The Space Review turns one
by Jeff Foust
|In the last year we have seen people ask those big questions and pose some answers. However, particularly on issues regarding the future direction of NASA and space exploration in general, there is no unanimity on those answers.|
Meanwhile, the last year has seen dramatic developments at the low end of spaceflight, suborbital vehicles. One year ago virtually no one knew what Burt Rutan was up to; now we know about—and have seen fly, at least on limited test flights—SpaceShipOne. There’s considerable optimism that Rutan or possibly another group will win the $10 million X Prize before it expires at the end of the year. Proponents believe this will open a whole new market for tourism and other suborbital applications, although numerous challenges—technical, financial, and regulatory—still remain.

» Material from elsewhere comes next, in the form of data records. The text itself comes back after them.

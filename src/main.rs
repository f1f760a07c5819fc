use anyhow::Result;
use clap::Parser;
use std::path::PathBuf;

mod app;
mod config;
mod participant;

use app::App;

/// headless fitts' law pointing experiment
#[derive(Parser, Debug, Clone)]
#[clap(
    version,
    about,
    long_about = "Runs a Fitts' law target selection session with a simulated participant and writes one CSV row per completed trial."
)]
pub struct Cli {
    /// participant name, used for the output file name
    #[clap(short = 'n', long)]
    name: String,

    /// viewport width in pixels
    #[clap(long, default_value_t = 1280.0)]
    width: f64,

    /// viewport height in pixels
    #[clap(long, default_value_t = 800.0)]
    height: f64,

    /// seed for target placement and the simulated participant
    #[clap(short = 's', long)]
    seed: Option<u64>,

    /// experiment config file (json)
    #[clap(short = 'c', long)]
    config: Option<PathBuf>,

    /// directory for the results file (defaults to $FITTS_OUTPUT_DIR, then ./csv)
    #[clap(short = 'o', long)]
    output_dir: Option<PathBuf>,

    /// zero-pad milliseconds in the Time column
    #[clap(long)]
    padded_time: bool,

    /// probability that the simulated participant misses before hitting
    #[clap(long, default_value_t = 0.05)]
    misclick_rate: f64,
}

fn main() -> Result<()> {
    let _ = env_logger::Builder::from_env(env_logger::Env::default().default_filter_or("info"))
        .try_init();

    let cli = Cli::parse();
    App::new(cli)?.run()?;
    Ok(())
}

In short, it’s still time to ask, and to try to answer, the big questions about our role in space. It’s my hope that this publication will be a major forum for that debate, providing an opportunity to get past the political rhetoric and PR fluff to explore the key issues and propose new answers to those big questions. The next year should look much like the previous one at The Space Review, with a few articles a week on a wide range of issues. In the coming weeks and months I plan to roll out a few minor enhancements to the publication, such as printer-friendly versions of articles (perhaps the number one request of readers in the last year!) Nothing too significant, just tools to help better communicate the message.
As always, my mailbox remains open to your questions, comments, suggestions, and article submissions: send them to email@example.com. I look forward to spending the next year and beyond helping, in a very minor way, shape the debate regarding the future of space.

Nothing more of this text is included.